One of the strategies for ensuring that your content is engaging is to determine your target audience’s pain points or problems and how your business solves those problems. Dan Shewan, Wordstream, helpfully organizes pain points into four main categories: financial, productivity, process, and support. He notes that “[viewing] customer pain points in these categories allows you to start thinking about how to position your company or product as a solution to your prospects’ problems.”

Determining pain points, particularly around the solutions you offer, often requires getting the insight of clients and prospective clients. This can be done directly by asking your target audience what problems they’re facing, or indirectly by monitoring your audience’s online activity (particularly comments/interactions with social media and articles).

Another place to look, particularly for pain points pharma companies are facing, is in trade publications. This allows you to access both the thought process of the editorial staff in selecting relevant articles and the thoughts of the community who read and interact with articles.

“Publication groups and forums offer participants the opportunity to engage each other in online conversations that would otherwise likely never take place. These conversations give insight into what is really keeping decision-makers awake at night and should spark thinking around the best way to solve those challenges,” writes Tami Wessley.

Useful Tactics for Evaluating Engagement Potential

Before you publish your content, spending time analyzing current industry trends can help you better tailor your piece for your target audience. There are several metrics to look at when evaluating trends, including:

  • Traffic

  • Social Shares

  • Backlinks

  • Keyword Search Volume

Using information derived from this research is also a good way to identify any gaps in the content available to your target audience.
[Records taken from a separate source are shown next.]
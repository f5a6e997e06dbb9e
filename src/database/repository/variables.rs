use sqlx::PgPool;

use super::{created_or_empty, ViewRepository};
use crate::database::manager::DatabaseError;
use crate::database::models::{CognitiveVariable, CreatedRow};

pub struct VariableRepository {
    view: ViewRepository<CognitiveVariable>,
}

impl VariableRepository {
    pub fn new(pool: PgPool) -> Self {
        Self {
            view: ViewRepository::new("vw_variables_cognitivas", "id_variable", pool),
        }
    }

    pub async fn select_all(&self) -> Result<Vec<CognitiveVariable>, DatabaseError> {
        self.view.select_all("nombre").await
    }

    pub async fn select_404(&self, id: i32) -> Result<CognitiveVariable, DatabaseError> {
        self.view.select_404(id, "Cognitive variable").await
    }

    pub async fn create(&self, name: &str, description: Option<&str>) -> Result<CreatedRow, DatabaseError> {
        let row = sqlx::query_as::<_, CreatedRow>("SELECT mensaje, id FROM variable_crear_uft($1, $2)")
            .bind(name)
            .bind(description)
            .fetch_optional(self.view.pool())
            .await?;
        Ok(created_or_empty(row))
    }

    pub async fn update(
        &self,
        id: i32,
        name: &str,
        description: Option<&str>,
    ) -> Result<Option<String>, DatabaseError> {
        let message = sqlx::query_scalar::<_, Option<String>>("SELECT variable_actualizar_ufs($1, $2, $3)")
            .bind(id)
            .bind(name)
            .bind(description)
            .fetch_one(self.view.pool())
            .await?;
        Ok(message)
    }
}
If your competition has not developed effective content backed by a good solution to an industry pain point, you have the opportunity to take advantage of that gap.

Third-Party-Generated Insights

Another important source of intelligence when identifying pain points is third party research. Our team recently worked with a client to develop insights regarding whether they should expand into a certain market. By obtaining feedback directly from key stakeholders within that industry, we provided the information necessary for our client to make an informed decision.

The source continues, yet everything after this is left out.